[Available data]

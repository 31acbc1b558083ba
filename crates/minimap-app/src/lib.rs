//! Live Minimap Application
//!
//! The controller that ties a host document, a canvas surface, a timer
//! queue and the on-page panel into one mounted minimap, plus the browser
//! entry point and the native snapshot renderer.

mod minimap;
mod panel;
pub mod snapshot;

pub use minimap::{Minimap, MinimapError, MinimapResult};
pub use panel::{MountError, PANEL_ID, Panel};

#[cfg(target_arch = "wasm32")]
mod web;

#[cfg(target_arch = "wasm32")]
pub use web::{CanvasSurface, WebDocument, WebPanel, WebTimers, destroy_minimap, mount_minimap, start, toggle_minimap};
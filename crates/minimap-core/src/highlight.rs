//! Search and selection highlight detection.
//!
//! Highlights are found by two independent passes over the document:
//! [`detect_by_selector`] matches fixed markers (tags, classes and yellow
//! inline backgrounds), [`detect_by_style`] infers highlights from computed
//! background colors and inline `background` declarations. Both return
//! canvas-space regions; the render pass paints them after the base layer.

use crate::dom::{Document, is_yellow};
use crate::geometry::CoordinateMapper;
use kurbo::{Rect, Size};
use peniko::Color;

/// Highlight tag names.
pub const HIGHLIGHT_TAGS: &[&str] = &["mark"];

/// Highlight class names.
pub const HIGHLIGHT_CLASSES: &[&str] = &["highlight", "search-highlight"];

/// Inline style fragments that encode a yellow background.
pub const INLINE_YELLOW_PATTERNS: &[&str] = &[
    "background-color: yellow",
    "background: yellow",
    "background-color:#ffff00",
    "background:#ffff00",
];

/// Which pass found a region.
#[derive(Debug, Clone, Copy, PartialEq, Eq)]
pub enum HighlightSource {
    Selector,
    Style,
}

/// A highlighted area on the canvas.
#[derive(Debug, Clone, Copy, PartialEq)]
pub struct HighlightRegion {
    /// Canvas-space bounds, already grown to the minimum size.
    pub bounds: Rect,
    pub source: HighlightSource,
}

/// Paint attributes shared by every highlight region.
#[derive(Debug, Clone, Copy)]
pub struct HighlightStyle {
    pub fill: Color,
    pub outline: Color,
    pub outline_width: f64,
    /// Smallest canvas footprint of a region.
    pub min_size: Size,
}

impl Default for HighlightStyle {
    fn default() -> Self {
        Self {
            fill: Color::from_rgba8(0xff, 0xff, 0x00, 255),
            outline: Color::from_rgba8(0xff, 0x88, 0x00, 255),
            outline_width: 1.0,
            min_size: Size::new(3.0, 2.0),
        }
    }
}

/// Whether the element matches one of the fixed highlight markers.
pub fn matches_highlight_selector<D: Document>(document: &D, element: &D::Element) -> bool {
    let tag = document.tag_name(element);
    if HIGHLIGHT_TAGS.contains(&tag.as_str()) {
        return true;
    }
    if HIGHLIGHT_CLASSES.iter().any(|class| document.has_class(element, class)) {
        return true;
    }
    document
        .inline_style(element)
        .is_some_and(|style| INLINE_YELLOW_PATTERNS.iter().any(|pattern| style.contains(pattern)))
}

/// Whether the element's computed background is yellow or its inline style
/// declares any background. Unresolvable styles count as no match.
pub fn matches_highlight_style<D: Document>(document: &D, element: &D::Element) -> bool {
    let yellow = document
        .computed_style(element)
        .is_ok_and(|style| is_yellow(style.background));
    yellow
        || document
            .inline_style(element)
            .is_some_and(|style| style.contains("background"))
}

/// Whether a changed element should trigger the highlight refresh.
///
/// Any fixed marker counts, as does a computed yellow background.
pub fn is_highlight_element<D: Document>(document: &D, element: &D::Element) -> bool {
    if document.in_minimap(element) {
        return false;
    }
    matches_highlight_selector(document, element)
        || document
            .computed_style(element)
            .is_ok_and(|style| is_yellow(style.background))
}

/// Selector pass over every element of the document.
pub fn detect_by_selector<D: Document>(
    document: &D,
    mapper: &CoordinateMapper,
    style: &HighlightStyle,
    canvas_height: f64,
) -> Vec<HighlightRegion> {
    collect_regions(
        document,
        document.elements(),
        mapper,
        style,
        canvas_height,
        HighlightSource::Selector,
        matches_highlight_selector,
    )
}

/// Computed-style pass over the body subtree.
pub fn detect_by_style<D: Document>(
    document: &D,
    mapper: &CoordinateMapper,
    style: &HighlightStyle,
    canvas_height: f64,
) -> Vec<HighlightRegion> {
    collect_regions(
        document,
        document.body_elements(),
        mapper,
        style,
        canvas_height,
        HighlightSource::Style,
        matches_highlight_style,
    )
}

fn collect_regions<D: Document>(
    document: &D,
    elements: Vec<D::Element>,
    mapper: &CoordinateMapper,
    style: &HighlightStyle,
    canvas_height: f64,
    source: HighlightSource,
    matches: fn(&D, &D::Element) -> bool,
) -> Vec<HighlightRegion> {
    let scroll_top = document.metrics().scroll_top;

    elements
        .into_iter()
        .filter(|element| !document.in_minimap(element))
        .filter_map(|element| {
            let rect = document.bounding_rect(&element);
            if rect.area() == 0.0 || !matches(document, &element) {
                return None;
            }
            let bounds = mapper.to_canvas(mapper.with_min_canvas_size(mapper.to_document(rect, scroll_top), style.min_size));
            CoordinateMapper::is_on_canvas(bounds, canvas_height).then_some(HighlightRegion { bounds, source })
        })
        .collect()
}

[/Available data]

What you need to do
Quote each line above in full, word for word.

Your response
repository 31acbc1b558083ba
filename crates/minimap-app/src/lib.rs
//! Live Minimap Application
//!
//! The controller that ties a host document, a canvas surface, a timer
//! queue and the on-page panel into one mounted minimap, plus the browser
//! entry point and the native snapshot renderer.

mod minimap;
mod panel;
pub mod snapshot;

pub use minimap::{Minimap, MinimapError, MinimapResult};
pub use panel::{MountError, PANEL_ID, Panel};

#[cfg(target_arch = "wasm32")]
mod web;

#[cfg(target_arch = "wasm32")]
pub use web::{CanvasSurface, WebDocument, WebPanel, WebTimers, destroy_minimap, mount_minimap, start, toggle_minimap};
filename crates/minimap-core/src/highlight.rs
//! Search and selection highlight detection.
//!
//! Highlights are found by two independent passes over the document:
//! [`detect_by_selector`] matches fixed markers (tags, classes and yellow
//! inline backgrounds), [`detect_by_style`] infers highlights from computed
//! background colors and inline `background` declarations. Both return
//! canvas-space regions; the render pass paints them after the base layer.

use crate::dom::{Document, is_yellow};
use crate::geometry::CoordinateMapper;
use kurbo::{Rect, Size};
use peniko::Color;

/// Highlight tag names.
pub const HIGHLIGHT_TAGS: &[&str] = &["mark"];

/// Highlight class names.
pub const HIGHLIGHT_CLASSES: &[&str] = &["highlight", "search-highlight"];

/// Inline style fragments that encode a yellow background.
pub const INLINE_YELLOW_PATTERNS: &[&str] = &[
    "background-color: yellow",
    "background: yellow",
    "background-color:#ffff00",
    "background:#ffff00",
];

/// Which pass found a region.
#[derive(Debug, Clone, Copy, PartialEq, Eq)]
pub enum HighlightSource {
    Selector,
    Style,
}

/// A highlighted area on the canvas.
#[derive(Debug, Clone, Copy, PartialEq)]
pub struct HighlightRegion {
    /// Canvas-space bounds, already grown to the minimum size.
    pub bounds: Rect,
    pub source: HighlightSource,
}

/// Paint attributes shared by every highlight region.
#[derive(Debug, Clone, Copy)]
pub struct HighlightStyle {
    pub fill: Color,
    pub outline: Color,
    pub outline_width: f64,
    /// Smallest canvas footprint of a region.
    pub min_size: Size,
}

impl Default for HighlightStyle {
    fn default() -> Self {
        Self {
            fill: Color::from_rgba8(0xff, 0xff, 0x00, 255),
            outline: Color::from_rgba8(0xff, 0x88, 0x00, 255),
            outline_width: 1.0,
            min_size: Size::new(3.0, 2.0),
        }
    }
}

/// Whether the element matches one of the fixed highlight markers.
pub fn matches_highlight_selector<D: Document>(document: &D, element: &D::Element) -> bool {
    let tag = document.tag_name(element);
    if HIGHLIGHT_TAGS.contains(&tag.as_str()) {
        return true;
    }
    if HIGHLIGHT_CLASSES.iter().any(|class| document.has_class(element, class)) {
        return true;
    }
    document
        .inline_style(element)
        .is_some_and(|style| INLINE_YELLOW_PATTERNS.iter().any(|pattern| style.contains(pattern)))
}

/// Whether the element's computed background is yellow or its inline style
/// declares any background. Unresolvable styles count as no match.
pub fn matches_highlight_style<D: Document>(document: &D, element: &D::Element) -> bool {
    let yellow = document
        .computed_style(element)
        .is_ok_and(|style| is_yellow(style.background));
    yellow
        || document
            .inline_style(element)
            .is_some_and(|style| style.contains("background"))
}

/// Whether a changed element should trigger the highlight refresh.
///
/// Any fixed marker counts, as does a computed yellow background.
pub fn is_highlight_element<D: Document>(document: &D, element: &D::Element) -> bool {
    if document.in_minimap(element) {
        return false;
    }
    matches_highlight_selector(document, element)
        || document
            .computed_style(element)
            .is_ok_and(|style| is_yellow(style.background))
}

/// Selector pass over every element of the document.
pub fn detect_by_selector<D: Document>(
    document: &D,
    mapper: &CoordinateMapper,
    style: &HighlightStyle,
    canvas_height: f64,
) -> Vec<HighlightRegion> {
    collect_regions(
        document,
        document.elements(),
        mapper,
        style,
        canvas_height,
        HighlightSource::Selector,
        matches_highlight_selector,
    )
}

/// Computed-style pass over the body subtree.
pub fn detect_by_style<D: Document>(
    document: &D,
    mapper: &CoordinateMapper,
    style: &HighlightStyle,
    canvas_height: f64,
) -> Vec<HighlightRegion> {
    collect_regions(
        document,
        document.body_elements(),
        mapper,
        style,
        canvas_height,
        HighlightSource::Style,
        matches_highlight_style,
    )
}

fn collect_regions<D: Document>(
    document: &D,
    elements: Vec<D::Element>,
    mapper: &CoordinateMapper,
    style: &HighlightStyle,
    canvas_height: f64,
    source: HighlightSource,
    matches: fn(&D, &D::Element) -> bool,
) -> Vec<HighlightRegion> {
    let scroll_top = document.metrics().scroll_top;

    elements
        .into_iter()
        .filter(|element| !document.in_minimap(element))
        .filter_map(|element| {
            let rect = document.bounding_rect(&element);
            if rect.area() == 0.0 || !matches(document, &element) {
                return None;
            }
            let bounds = mapper.to_canvas(mapper.with_min_canvas_size(mapper.to_document(rect, scroll_top), style.min_size));
            CoordinateMapper::is_on_canvas(bounds, canvas_height).then_some(HighlightRegion { bounds, source })
        })
        .collect()
}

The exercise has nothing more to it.